Jakarta warns US on terror stand
The Indonesian defence minister warned Mr Rumsfeld on terrorism
US Defence Secretary Donald Rumsfeld has held talks with the Indonesian president on the last leg of his three-state tour of South East Asia.
Mr Rumsfeld met President Susilo Bambang Yudhoyono and senior ministers in Jakarta to discuss closer military ties and the US "war on terror".
Defence Minister Juwono Sudarsono warned the US that its anti-terror approach could trigger a backlash.
He urged the US to let countries put in place their own anti-terror measures.
Mr Rumsfeld arrived in Jakarta from Vietnam, where he held talks with his counterpart, Pham Can Tra, on military relations and economic cooperation.
Ahead of the meeting with Mr Rumsfeld, Mr Yudhoyono had stressed he was keen to improve military cooperation with the US.

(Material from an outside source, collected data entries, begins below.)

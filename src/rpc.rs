//! JSON-over-HTTP/1.1 calls on a unix domain socket.
//!
//! Reads use a short socket timeout so a blocked call notices cancellation of
//! its [`CallContext`] promptly.

use serde::de::DeserializeOwned;
use serde::Serialize;
use std::collections::BTreeMap;
use std::io::{self, Read, Write};
#[cfg(unix)]
use std::os::unix::net::UnixStream;
use std::path::PathBuf;
use std::time::Duration;
use tracing::debug;

use crate::cancel::CallContext;
use crate::error::TetherError;

const READ_SLICE: Duration = Duration::from_millis(100);
const MAX_HEADER_BYTES: usize = 1024 * 1024;
const MAX_RESPONSE_BYTES: usize = 16 * 1024 * 1024;

#[derive(Debug, Clone)]
pub struct SocketTransport {
    socket_path: PathBuf,
    host: &'static str,
}

#[derive(Debug)]
struct RawResponse {
    status: u16,
    headers: BTreeMap<String, String>,
    body: Vec<u8>,
}

/// One server-sent event frame.
#[derive(Debug, Clone, Default, PartialEq, Eq)]
pub struct SseEvent {
    pub id: Option<String>,
    pub event: String,
    pub data: String,
}

impl SocketTransport {
    pub fn new(socket_path: impl Into<PathBuf>, host: &'static str) -> Self {
        Self {
            socket_path: socket_path.into(),
            host,
        }
    }

    /// The socket file is the liveness marker of the process behind it.
    pub fn exists(&self) -> bool {
        self.socket_path.exists()
    }

    pub fn call<Req, Resp>(
        &self,
        ctx: &CallContext,
        path: &str,
        request: &Req,
    ) -> Result<Resp, TetherError>
    where
        Req: Serialize,
        Resp: DeserializeOwned,
    {
        let body = serde_json::to_vec(request)?;
        debug!(trace_id = ctx.trace_id(), host = self.host, path, "rpc call");
        let mut stream = self.open(ctx, "POST", path, Some(&body), "application/json")?;
        let raw = read_limited(&mut stream, ctx, MAX_RESPONSE_BYTES).map_err(|err| match err {
            TetherError::Rpc(detail) => TetherError::Rpc(format!("{} {} {}", self.host, path, detail)),
            other => other,
        })?;
        let response = parse_response(&raw)?;
        if response.status >= 400 {
            return Err(rpc_failure(self.host, path, &response));
        }
        if response.body.is_empty() {
            return serde_json::from_slice(b"{}").map_err(TetherError::from);
        }
        serde_json::from_slice(&response.body).map_err(|err| {
            TetherError::Rpc(format!(
                "{} {} returned invalid JSON: {}",
                self.host, path, err
            ))
        })
    }

    /// Open a streaming call whose body is a sequence of server-sent events.
    pub fn stream(&self, ctx: &CallContext, path: &str) -> Result<EventStream, TetherError> {
        debug!(trace_id = ctx.trace_id(), host = self.host, path, "rpc stream");
        let mut stream = self.open(ctx, "GET", path, None, "text/event-stream")?;
        let mut buf = Vec::new();
        let mut chunk = [0u8; 1024];
        let header_end = loop {
            if let Some(pos) = buf.windows(4).position(|window| window == b"\r\n\r\n") {
                break pos;
            }
            let read = read_cancellable(&mut stream, ctx, &mut chunk)?;
            if read == 0 {
                return Err(TetherError::Rpc(format!(
                    "{} {} closed before sending headers",
                    self.host, path
                )));
            }
            buf.extend_from_slice(&chunk[..read]);
            if buf.len() > MAX_HEADER_BYTES {
                return Err(TetherError::Rpc("response headers too large".to_string()));
            }
        };
        let (status, headers) = parse_head(&buf[..header_end])?;
        let pending = buf[header_end + 4..].to_vec();
        if status >= 400 {
            let mut body = pending;
            let _ = (&mut stream)
                .take(MAX_HEADER_BYTES as u64)
                .read_to_end(&mut body);
            return Err(rpc_failure(
                self.host,
                path,
                &RawResponse {
                    status,
                    headers,
                    body,
                },
            ));
        }
        Ok(EventStream {
            stream,
            ctx: ctx.clone(),
            pending,
        })
    }

    #[cfg(unix)]
    fn open(
        &self,
        ctx: &CallContext,
        method: &str,
        path: &str,
        body: Option<&[u8]>,
        accept: &str,
    ) -> Result<UnixStream, TetherError> {
        ctx.check()?;
        let mut stream = UnixStream::connect(&self.socket_path).map_err(|err| {
            TetherError::Rpc(format!(
                "failed to connect to {} socket {}: {}",
                self.host,
                self.socket_path.display(),
                err
            ))
        })?;
        let mut request = format!(
            "{} {} HTTP/1.1\r\nHost: {}\r\nConnection: close\r\nAccept: {}\r\nX-Trace-Id: {}\r\n",
            method,
            path,
            self.host,
            accept,
            ctx.trace_id()
        );
        if let Some(body) = body {
            request.push_str("Content-Type: application/json\r\n");
            request.push_str("Content-Length: ");
            request.push_str(&body.len().to_string());
            request.push_str("\r\n");
        }
        request.push_str("\r\n");
        stream.write_all(request.as_bytes())?;
        if let Some(body) = body {
            stream.write_all(body)?;
        }
        stream.set_read_timeout(Some(READ_SLICE))?;
        Ok(stream)
    }

    #[cfg(not(unix))]
    fn open(
        &self,
        _ctx: &CallContext,
        _method: &str,
        _path: &str,
        _body: Option<&[u8]>,
        _accept: &str,
    ) -> Result<UnixStream, TetherError> {
        Err(TetherError::Config(
            "daemon sockets are only supported on unix hosts".to_string(),
        ))
    }
}

#[cfg(not(unix))]
type UnixStream = std::net::TcpStream;

pub struct EventStream {
    stream: UnixStream,
    ctx: CallContext,
    pending: Vec<u8>,
}

impl EventStream {
    /// Next complete frame, or `None` once the server closes the stream.
    pub fn next_event(&mut self) -> Result<Option<SseEvent>, TetherError> {
        let mut chunk = [0u8; 4096];
        loop {
            if let Some(pos) = self.pending.windows(2).position(|window| window == b"\n\n") {
                let frame: Vec<u8> = self.pending.drain(..pos + 2).collect();
                if let Some(event) = parse_sse_frame(&String::from_utf8_lossy(&frame)) {
                    return Ok(Some(event));
                }
                continue;
            }
            let read = read_cancellable(&mut self.stream, &self.ctx, &mut chunk)?;
            if read == 0 {
                return Ok(None);
            }
            self.pending.extend_from_slice(&chunk[..read]);
        }
    }
}

/// Read until EOF, failing once more than `limit` bytes arrive.
fn read_limited<R: Read>(
    stream: &mut R,
    ctx: &CallContext,
    limit: usize,
) -> Result<Vec<u8>, TetherError> {
    let mut raw = Vec::new();
    let mut chunk = [0u8; 4096];
    loop {
        let read = read_cancellable(stream, ctx, &mut chunk)?;
        if read == 0 {
            return Ok(raw);
        }
        raw.extend_from_slice(&chunk[..read]);
        if raw.len() > limit {
            return Err(TetherError::Rpc(format!("response exceeds {limit} bytes")));
        }
    }
}

fn read_cancellable<R: Read>(
    stream: &mut R,
    ctx: &CallContext,
    chunk: &mut [u8],
) -> Result<usize, TetherError> {
    loop {
        match stream.read(chunk) {
            Ok(read) => return Ok(read),
            Err(err)
                if err.kind() == io::ErrorKind::WouldBlock
                    || err.kind() == io::ErrorKind::TimedOut =>
            {
                ctx.check()?;
            }
            Err(err) if err.kind() == io::ErrorKind::Interrupted => {}
            Err(err) => return Err(TetherError::Io(err)),
        }
    }
}

fn parse_head(head: &[u8]) -> Result<(u16, BTreeMap<String, String>), TetherError> {
    let header_text = String::from_utf8_lossy(head);
    let mut lines = header_text.lines();
    let status_line = lines
        .next()
        .ok_or_else(|| TetherError::Rpc("response missing status line".to_string()))?;
    let status = status_line
        .split_whitespace()
        .nth(1)
        .and_then(|s| s.parse::<u16>().ok())
        .ok_or_else(|| TetherError::Rpc("response has invalid status".to_string()))?;
    let headers = lines
        .filter_map(|line| line.split_once(':'))
        .map(|(key, value)| (key.trim().to_ascii_lowercase(), value.trim().to_string()))
        .collect();
    Ok((status, headers))
}

fn parse_response(raw: &[u8]) -> Result<RawResponse, TetherError> {
    let split = raw
        .windows(4)
        .position(|w| w == b"\r\n\r\n")
        .ok_or_else(|| TetherError::Rpc("response missing header delimiter".to_string()))?;
    let (status, headers) = parse_head(&raw[..split])?;
    let mut body = raw[split + 4..].to_vec();
    if let Some(length) = headers
        .get("content-length")
        .and_then(|value| value.parse::<usize>().ok())
    {
        body.truncate(length);
    }
    Ok(RawResponse {
        status,
        headers,
        body,
    })
}

fn rpc_failure(host: &str, path: &str, response: &RawResponse) -> TetherError {
    let text = String::from_utf8_lossy(&response.body).trim().to_string();
    let is_json = response
        .headers
        .get("content-type")
        .is_some_and(|value| value.contains("json"));
    let detail = is_json
        .then(|| serde_json::from_str::<serde_json::Value>(&text).ok())
        .flatten()
        .and_then(|value| {
            value
                .get("error")
                .and_then(|error| error.as_str())
                .map(str::to_string)
        })
        .unwrap_or(text);
    debug!(host, path, status = response.status, "rpc failure");
    TetherError::Rpc(format!(
        "{} {} failed (HTTP {}): {}",
        host, path, response.status, detail
    ))
}

fn parse_sse_frame(frame: &str) -> Option<SseEvent> {
    let mut event = SseEvent::default();
    let mut data_lines = Vec::new();
    for line in frame.lines() {
        if let Some(value) = line.strip_prefix("id:") {
            event.id = Some(value.trim().to_string());
        } else if let Some(value) = line.strip_prefix("event:") {
            event.event = value.trim().to_string();
        } else if let Some(value) = line.strip_prefix("data:") {
            data_lines.push(value.strip_prefix(' ').unwrap_or(value).to_string());
        }
    }
    if data_lines.is_empty() {
        return None;
    }
    event.data = data_lines.join("\n");
    Some(event)
}
use serde::{Deserialize, Serialize};
use std::io;
use thiserror::Error;

use crate::proto::InterceptError;

/// Coarse classification used to decide how a failure is reported.
#[derive(Debug, Clone, Copy, Default, PartialEq, Eq, Serialize, Deserialize)]
#[serde(rename_all = "snake_case")]
pub enum ErrorCategory {
    #[default]
    Unknown,
    User,
    Config,
    NoDaemonLogs,
}

impl ErrorCategory {
    pub fn as_str(&self) -> &'static str {
        match self {
            Self::Unknown => "unknown",
            Self::User => "user",
            Self::Config => "config",
            Self::NoDaemonLogs => "no_daemon_logs",
        }
    }
}

#[derive(Debug, Error)]
pub enum TetherError {
    #[error("{0}")]
    User(String),
    #[error("config error: {0}")]
    Config(String),
    #[error("{resource} is not ready: {detail}")]
    NotReady { resource: String, detail: String },
    #[error("{message}")]
    Remote {
        message: String,
        category: ErrorCategory,
    },
    #[error("{message}")]
    Intercept {
        code: InterceptError,
        message: String,
        category: ErrorCategory,
    },
    #[error("operation cancelled")]
    Cancelled,
    #[error("command `{command}` exited with status {code}")]
    ExitStatus { command: String, code: i32 },
    #[error("process error: {0}")]
    Process(String),
    #[error("rpc error: {0}")]
    Rpc(String),
    #[error("io error: {0}")]
    Io(#[from] io::Error),
    #[error("prompt error: {0}")]
    Prompt(#[from] dialoguer::Error),
    #[error("yaml error: {0}")]
    Yaml(#[from] serde_yaml::Error),
    #[error("json error: {0}")]
    Json(#[from] serde_json::Error),
}

impl TetherError {
    pub fn category(&self) -> ErrorCategory {
        match self {
            Self::User(_) => ErrorCategory::User,
            Self::Config(_) | Self::Yaml(_) => ErrorCategory::Config,
            Self::Remote { category, .. } | Self::Intercept { category, .. } => *category,
            Self::Cancelled | Self::ExitStatus { .. } => ErrorCategory::User,
            _ => ErrorCategory::Unknown,
        }
    }

    pub fn is_user_error(&self) -> bool {
        self.category() == ErrorCategory::User
    }

    /// Exit code the binary should terminate with when this error escapes.
    pub fn exit_code(&self) -> i32 {
        match self {
            Self::ExitStatus { code, .. } => *code,
            Self::Cancelled => 130,
            _ => 1,
        }
    }

    pub fn error_code(&self) -> &'static str {
        match self {
            Self::User(_) => "user_error",
            Self::Config(_) | Self::Yaml(_) => "config_error",
            Self::NotReady { .. } => "not_ready",
            Self::Remote { .. } => "remote_error",
            Self::Intercept { code, .. } => code.as_str(),
            Self::Cancelled => "cancelled",
            Self::ExitStatus { .. } => "command_failed",
            Self::Process(_) => "process_error",
            Self::Rpc(_) => "rpc_error",
            Self::Io(_) => "io_error",
            Self::Prompt(_) => "prompt_error",
            Self::Json(_) => "json_error",
        }
    }
}

#[derive(Debug, Clone, Serialize, PartialEq, Eq)]
pub struct ErrorDetails {
    pub error_code: String,
    pub category: String,
    #[serde(skip_serializing_if = "Option::is_none")]
    pub hint: Option<String>,
    #[serde(skip_serializing_if = "Option::is_none")]
    pub exit_code: Option<i32>,
}

impl ErrorDetails {
    pub fn from_error(err: &TetherError) -> Self {
        let hint = if err.is_user_error() {
            None
        } else {
            Some("rerun with --verbose (or RUST_LOG=tether=debug) for details".to_string())
        };
        let exit_code = match err {
            TetherError::ExitStatus { code, .. } => Some(*code),
            _ => None,
        };
        Self {
            error_code: err.error_code().to_string(),
            category: err.category().as_str().to_string(),
            hint,
            exit_code,
        }
    }
}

It's best that you leave the main responsibility of anti-terrorist measures to the local government in question
Defence Minister Juwono Sudarsono
After the talks, presidential spokesman Dino Patti Djalal said that Mr Yudhoyono had emphasised the need for the normalisation of US-Indonesia military ties.
Mr Yudhoyono also thanked the US for its aid to victims of the 27 May earthquake near the city of Yogyakarta, he said.
While the issue of terrorism was discussed, it was not the main point of the talks, the spokesman said.
But Defence Minister Juwono Sudarsono, who also attended the meeting with Mr Rumsfeld, warned the US against alienating allies by forcing them to adopt its approach to fighting terrorism.
"It's best that you leave the main responsibility of anti-terrorist measures to the local government in question and not to be overly insistent about immediate results arriving from your perception of terrorists," he told a press conference.
"It's important to us because as the world's largest Muslim country, we are very aware of the perception, or misperception, that the United States is overbearing," he said.
Last week, Mr Sudarsono said he would tell Mr Rumsfeld that US methods to tackle terrorism were hurting the United States.
The one-day visit to Jakarta was also expected to address the issue of maritime security in the Malacca Strait.
Security is dominating the agenda of Mr Rumsfeld's tour of Asia
The strait, one of the world's busiest sea lanes, is used by some 50,000 ships annually and is prone to pirate attacks.
The US has also expressed concern about possible terrorist attacks in the area.
On Monday, Mr Rumsfeld met his Vietnamese counterpart Pham Van Tra and congratulated him on the country's "amazing economic achievements" of the last 11 years.
The two held talks on defence issues, but Mr Rumsfeld played down speculation the US was seeking new bases.